For the xdebug thing, I added this below, so that I could be sure my breakpoints would be hit. This adds a query arguement to the URL
add_filter( 'cron_request', 'wp_cron_debug', 10 );
function wp_cron_debug( $args ) {
$args['url'] = add_query_arg( array(
'XDEBUG_SESSION_START' => 'PHPSTORM' // <== replace PHPSTORM with your key
), $args['url'] );
return $args;
}
This was not helpful, nothing really happened as a result of doing the above so I carried on trying to figure out what was happening. Debugging through the WP Crontrol plugin I noticed that the cron_request timeout was really low, something like 0.001, so after some further googling I discovered some actions + filters that allow me to adjust the length of the curl request process.
add_action('http_api_curl', 'custom_curl_timeout', 9999, 1);
function custom_curl_timeout( $handle ){
curl_setopt( $handle, CURLOPT_CONNECTTIMEOUT, 10 ); // 30 seconds.
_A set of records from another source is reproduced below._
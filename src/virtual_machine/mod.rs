//! Stack-based bytecode virtual machine for smart contract execution.
//!
//! The VM interprets a flat byte stream of one-byte opcodes followed by their
//! immediate operands. All values live on an evaluation stack of
//! arbitrary-precision words; function calls push frames holding local
//! variables onto a separate call stack, and dynamic arrays and maps travel
//! across the stack encoded into single words. Chain state is reached only
//! through the [`context::Context`] host bridge.
//!
//! # Modules
//!
//! - [`vm`]: fetch/decode/dispatch loop and opcode semantics
//! - [`op_codes`]: the instruction table (numbering, mnemonics, gas)
//! - [`stack`]: evaluation stack with a byte quota
//! - [`call_stack`]: activation frames and local variables
//! - [`array`], [`map`]: heap objects and their word encodings
//! - [`context`]: host bridge trait plus a mock for tests

pub mod array;
pub mod call_stack;
pub mod context;
pub mod errors;
pub mod map;
pub mod op_codes;
pub mod stack;
pub mod vm;

/// Contracts above this many bytes are rejected before execution starts.
pub const MAX_CONTRACT_SIZE: usize = 100_000;
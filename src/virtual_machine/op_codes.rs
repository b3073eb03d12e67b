//! Instruction table definitions.
//!
//! The [`for_each_op!`](crate::for_each_op) macro holds the canonical
//! instruction list - numbering, mnemonic, immediate-operand byte count, and
//! gas price - and invokes a callback macro for code generation, so other
//! modules can generate instruction-related code without duplicating the
//! table.
//!
//! The single-byte numbering is part of the on-chain contract format and must
//! never be reordered. Gas is priced flat at 1 per opcode.
//!
//! # Bytecode Format
//!
//! Each instruction is the opcode byte followed by exactly `nargs` immediate
//! bytes. `push` is the one variable-length instruction: its declared
//! immediate is a length byte `n`, followed by `n + 1` big-endian value bytes.

use crate::virtual_machine::errors::VMError;

/// Invokes a callback macro with the complete instruction list.
#[macro_export]
macro_rules! for_each_op {
    ($callback:ident) => {
        $callback! {
            // =========================
            // Stack manipulation
            // =========================
            /// push n b0..bn ; decode n+1 immediate bytes as an unsigned big-endian word and push it
            Push = 0x00, "push", 1, 1,
            /// dup ; push a copy of the top of the stack
            Dup = 0x01, "dup", 0, 1,
            /// roll k ; move the element at depth k+1 to the top
            Roll = 0x02, "roll", 1, 1,
            /// pop ; discard the top of the stack
            Pop = 0x03, "pop", 0, 1,
            // =========================
            // Arithmetic / logic
            // =========================
            /// add ; pop right, pop left, push left + right
            Add = 0x04, "add", 0, 1,
            /// sub ; pop right, pop left, push left - right
            Sub = 0x05, "sub", 0, 1,
            /// mult ; pop right, pop left, push left * right
            Mult = 0x06, "mult", 0, 1,
            /// div ; pop right, pop left, push left / right (trap on zero divisor)
            Div = 0x07, "div", 0, 1,
            /// mod ; pop right, pop left, push left mod right (trap on zero divisor)
            Mod = 0x08, "mod", 0, 1,
            /// neg ; negate the top of the stack
            Neg = 0x09, "neg", 0, 1,
            /// eq ; pop two, push 1 if equal else 0
            Eq = 0x0A, "eq", 0, 1,
            /// neq ; pop two, push 1 if unequal else 0
            Neq = 0x0B, "neq", 0, 1,
            /// lt ; pop right, pop left, push 1 if left < right else 0
            Lt = 0x0C, "lt", 0, 1,
            /// gt ; pop right, pop left, push 1 if left > right else 0
            Gt = 0x0D, "gt", 0, 1,
            /// lte ; pop right, pop left, push 1 if left <= right else 0
            Lte = 0x0E, "lte", 0, 1,
            /// gte ; pop right, pop left, push 1 if left >= right else 0
            Gte = 0x0F, "gte", 0, 1,
            /// shiftl k ; shift the top of the stack left by k bits
            ShiftL = 0x10, "shiftl", 1, 1,
            /// shiftr k ; shift the top of the stack right by k bits
            ShiftR = 0x11, "shiftr", 1, 1,
            // =========================
            // Control flow
            // =========================
            /// nop b ; consume one immediate byte, no effect
            Nop = 0x12, "nop", 1, 1,
            /// jmp a2 ; set pc to the 2-byte big-endian target
            Jmp = 0x13, "jmp", 2, 1,
            /// jmpif a2 ; pop a word, jump if it equals exactly 1
            JmpIf = 0x14, "jmpif", 2, 1,
            /// call a2 n ; pop n arguments into a new frame and jump
            Call = 0x15, "call", 3, 1,
            /// callif a2 n ; as call, behind a popped ==1 condition
            CallIf = 0x16, "callif", 3, 1,
            /// callext a32 f4 n ; reserved for cross-contract calls, currently a no-op
            CallExt = 0x17, "callext", 37, 1,
            /// ret ; pop the top frame and resume at its return pc
            Ret = 0x18, "ret", 0, 1,
            // =========================
            // Introspection
            // =========================
            /// size ; pop a word, push its quota-rounded byte size
            Size = 0x19, "size", 0, 1,
            // =========================
            // Storage and locals
            // =========================
            /// sstore i ; pop a word into persistent contract variable i
            SStore = 0x1A, "sstore", 1, 1,
            /// store i ; pop a word into local variable i of the top frame
            Store = 0x1B, "store", 1, 1,
            /// sload i ; push persistent contract variable i
            SLoad = 0x1C, "sload", 1, 1,
            /// load i ; push local variable i of the top frame (zero if unset)
            Load = 0x1D, "load", 1, 1,
            // =========================
            // Environment
            // =========================
            /// address ; push the contract address as a big-endian word
            Address = 0x1E, "address", 0, 1,
            /// issuer ; push the contract issuer as a big-endian word
            Issuer = 0x1F, "issuer", 0, 1,
            /// balance ; push the account balance (little-endian 8-byte view)
            Balance = 0x20, "balance", 0, 1,
            /// caller ; push the transaction sender as a big-endian word
            Caller = 0x21, "caller", 0, 1,
            /// callval ; push the transferred amount (little-endian 8-byte view)
            CallVal = 0x22, "callval", 0, 1,
            /// calldata ; push every length-prefixed transaction parameter
            CallData = 0x23, "calldata", 0, 1,
            // =========================
            // Containers
            // =========================
            /// newmap ; push an empty map word
            NewMap = 0x24, "newmap", 0, 1,
            /// mappush ; pop key, value, map; append and push the map back
            MapPush = 0x25, "mappush", 0, 1,
            /// mapgetval ; pop key, map; push the value stored under key
            MapGetVal = 0x26, "mapgetval", 0, 1,
            /// mapsetval ; pop key, value, map; insert or overwrite and push the map back
            MapSetVal = 0x27, "mapsetval", 0, 1,
            /// mapremove ; pop key, map; drop the entry and push the map back
            MapRemove = 0x28, "mapremove", 0, 1,
            /// newarr ; push an empty array word
            NewArr = 0x29, "newarr", 0, 1,
            /// arrappend ; pop value, array; append and push the array back
            ArrAppend = 0x2A, "arrappend", 0, 1,
            /// arrinsert ; pop index, element, array; overwrite at index and push the array back
            ArrInsert = 0x2B, "arrinsert", 0, 1,
            /// arrremove a2 ; pop the array, remove the element at the immediate index
            ArrRemove = 0x2C, "arrremove", 2, 1,
            /// arrat a2 ; peek the array, push the element at the immediate index
            ArrAt = 0x2D, "arrat", 2, 1,
            // =========================
            // Crypto
            // =========================
            /// sha3 ; pop a word, push the NIST SHA3-256 digest of its magnitude (not Keccak-256)
            Sha3 = 0x2E, "sha3", 0, 1,
            /// checksig ; pop pubkey and hash, push 1 on a valid P-256 signature else 0
            CheckSig = 0x2F, "checksig", 0, 1,
            // =========================
            // Termination
            // =========================
            /// errhalt ; stop with failure, top of stack is the error
            ErrHalt = 0x30, "errhalt", 0, 1,
            /// halt ; stop with success
            Halt = 0x31, "halt", 0, 1,
        }
    };
}

#[macro_export]
macro_rules! define_op_codes {
    (
        $(
            $(#[$doc:meta])*
            $name:ident = $opcode:literal, $mnemonic:literal, $nargs:expr, $gas:expr
        ),* $(,)?
    ) => {
        /// One-byte instruction of the contract bytecode format.
        #[derive(Copy, Clone, Debug, Eq, PartialEq)]
        #[repr(u8)]
        pub enum OpCode {
            $(
                $(#[$doc])*
                $name = $opcode,
            )*
        }

        impl TryFrom<u8> for OpCode {
            type Error = VMError;

            fn try_from(value: u8) -> Result<Self, Self::Error> {
                match value {
                    $( $opcode => Ok(OpCode::$name), )*
                    _ => Err(VMError::InvalidOpCode),
                }
            }
        }

        impl OpCode {
            /// Returns the assembly mnemonic for this instruction.
            pub const fn mnemonic(&self) -> &'static str {
                match self {
                    $( OpCode::$name => $mnemonic, )*
                }
            }

            /// Immediate-operand bytes consumed after the opcode byte.
            ///
            /// `push` declares only its length byte; the value bytes that
            /// follow are variable.
            pub const fn nargs(&self) -> usize {
                match self {
                    $( OpCode::$name => $nargs, )*
                }
            }

            /// Gas subtracted from the remaining fee when dispatching.
            pub const fn gas_price(&self) -> u64 {
                match self {
                    $( OpCode::$name => $gas, )*
                }
            }
        }
    };
}

for_each_op!(define_op_codes);

#[cfg(test)]
mod tests {
    use super::*;

    #[test]
    fn numbering_is_pinned() {
        assert_eq!(OpCode::Push as u8, 0x00);
        assert_eq!(OpCode::Add as u8, 0x04);
        assert_eq!(OpCode::Jmp as u8, 0x13);
        assert_eq!(OpCode::CallData as u8, 0x23);
        assert_eq!(OpCode::NewArr as u8, 0x29);
        assert_eq!(OpCode::CheckSig as u8, 0x2F);
        assert_eq!(OpCode::Halt as u8, 0x31);
    }

    #[test]
    fn try_from_round_trips() {
        for byte in 0x00..=0x31u8 {
            let op = OpCode::try_from(byte).unwrap();
            assert_eq!(op as u8, byte);
        }
    }

    #[test]
    fn try_from_rejects_unknown_bytes() {
        assert_eq!(OpCode::try_from(0x32), Err(VMError::InvalidOpCode));
        assert_eq!(OpCode::try_from(0xFF), Err(VMError::InvalidOpCode));
    }

    #[test]
    fn operand_widths() {
        assert_eq!(OpCode::Push.nargs(), 1);
        assert_eq!(OpCode::Jmp.nargs(), 2);
        assert_eq!(OpCode::Call.nargs(), 3);
        assert_eq!(OpCode::CallExt.nargs(), 37);
        assert_eq!(OpCode::ArrAt.nargs(), 2);
        assert_eq!(OpCode::Halt.nargs(), 0);
    }

    #[test]
    fn gas_is_flat() {
        for byte in 0x00..=0x31u8 {
            assert_eq!(OpCode::try_from(byte).unwrap().gas_price(), 1);
        }
    }

    #[test]
    fn mnemonics() {
        assert_eq!(OpCode::Push.mnemonic(), "push");
        assert_eq!(OpCode::MapGetVal.mnemonic(), "mapgetval");
        assert_eq!(OpCode::ErrHalt.mnemonic(), "errhalt");
    }
}
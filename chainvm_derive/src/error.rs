//! Derive macro for error enums.
//!
//! Generates `std::fmt::Display` and `std::error::Error` implementations from
//! `#[error("...")]` attributes. Replacement for the `thiserror` crate, limited
//! to enums since that is the only shape of error type the crate defines.
//!
//! # Usage
//!
//! ```ignore
//! use chainvm_derive::Error;
//!
//! #[derive(Debug, Error)]
//! pub enum MyError {
//!     #[error("not found: {0}")]
//!     NotFound(String),
//!
//!     #[error("invalid length: expected {expected}, got {actual}")]
//!     InvalidLength { expected: usize, actual: usize },
//!
//!     #[error("unknown error")]
//!     Unknown,
//! }
//! ```
//!
//! Tuple fields interpolate positionally (`{0}`, `{1}`), struct fields by name.

use proc_macro::TokenStream;
use quote::quote;
use syn::{Data, DeriveInput, Fields, Lit, Meta, parse_macro_input};

pub fn derive_error(input: TokenStream) -> TokenStream {
    let input = parse_macro_input!(input as DeriveInput);

    match expand(&input) {
        Ok(tokens) => TokenStream::from(tokens),
        Err(err) => err.to_compile_error().into(),
    }
}

fn expand(input: &DeriveInput) -> syn::Result<proc_macro2::TokenStream> {
    let name = &input.ident;
    let (impl_generics, ty_generics, where_clause) = input.generics.split_for_impl();

    let Data::Enum(data) = &input.data else {
        return Err(syn::Error::new_spanned(
            input,
            "Error derive only supports enums",
        ));
    };

    let arms = data
        .variants
        .iter()
        .map(display_arm)
        .collect::<syn::Result<Vec<_>>>()?;

    Ok(quote! {
        impl #impl_generics ::std::fmt::Display for #name #ty_generics #where_clause {
            fn fmt(&self, f: &mut ::std::fmt::Formatter<'_>) -> ::std::fmt::Result {
                match self {
                    #(#arms)*
                }
            }
        }

        impl #impl_generics ::std::error::Error for #name #ty_generics #where_clause {}
    })
}

/// Builds the `Display` match arm for one enum variant.
fn display_arm(variant: &syn::Variant) -> syn::Result<proc_macro2::TokenStream> {
    let ident = &variant.ident;
    let message = error_message(variant)?;

    let arm = match &variant.fields {
        Fields::Unit => quote! {
            Self::#ident => write!(f, #message),
        },
        Fields::Unnamed(fields) => {
            let bindings: Vec<_> = (0..fields.unnamed.len())
                .map(|i| quote::format_ident!("f{}", i))
                .collect();
            let message = positional_to_named(&message, fields.unnamed.len());
            quote! {
                Self::#ident(#(#bindings),*) => write!(f, #message, #(#bindings = #bindings),*),
            }
        }
        Fields::Named(fields) => {
            let bindings: Vec<_> = fields.named.iter().map(|f| &f.ident).collect();
            quote! {
                Self::#ident { #(#bindings),* } => write!(f, #message, #(#bindings = #bindings),*),
            }
        }
    };

    Ok(arm)
}

/// Extracts the message from a variant's `#[error("...")]` attribute.
fn error_message(variant: &syn::Variant) -> syn::Result<String> {
    for attr in &variant.attrs {
        if !attr.path().is_ident("error") {
            continue;
        }

        if let Meta::List(list) = &attr.meta
            && let Ok(Lit::Str(lit)) = syn::parse2::<Lit>(list.tokens.clone())
        {
            return Ok(lit.value());
        }

        return Err(syn::Error::new_spanned(
            &attr.meta,
            "invalid #[error] attribute; expected a string literal like #[error(\"out of gas\")]",
        ));
    }

    Err(syn::Error::new_spanned(
        variant,
        format!(
            "missing #[error(\"...\")] attribute on variant `{}`",
            variant.ident
        ),
    ))
}

/// Converts positional format args `{0}`, `{1}` to named args `{f0}`, `{f1}`
/// so that tuple fields can be bound by identifier in the match arm.
fn positional_to_named(message: &str, field_count: usize) -> String {
    let mut result = message.to_string();
    for i in (0..field_count).rev() {
        result = result.replace(&format!("{{{}}}", i), &format!("{{f{}}}", i));
    }
    result
}
//! Error types for the scanner.
//!
//! Scanning fails on the first malformed token. The error carries:
//!
//! - The kind of failure (`ErrorImpl`)
//! - The source position where the offending token starts
//! - A short suggestion for fixing the input

pub mod errors;

#[cfg(test)]
mod tests;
Too much for production, only for testing.
curl_setopt( $handle, CURLOPT_TIMEOUT, 10 ); // 30 seconds. Too much for production, only for testing.
}
// Setting custom timeout for the HTTP request
add_filter( 'http_request_timeout', 'custom_http_request_timeout', 9999 );
function custom_http_request_timeout( $timeout_value ) {
return 10; // 30 seconds. Too much for production, only for testing.
}
// Setting custom timeout in HTTP request args
add_filter('http_request_args', 'custom_http_request_args', 9999, 1);
function custom_http_request_args( $r ){
$r['timeout'] = 10; // 30 seconds. Too much for production, only for testing.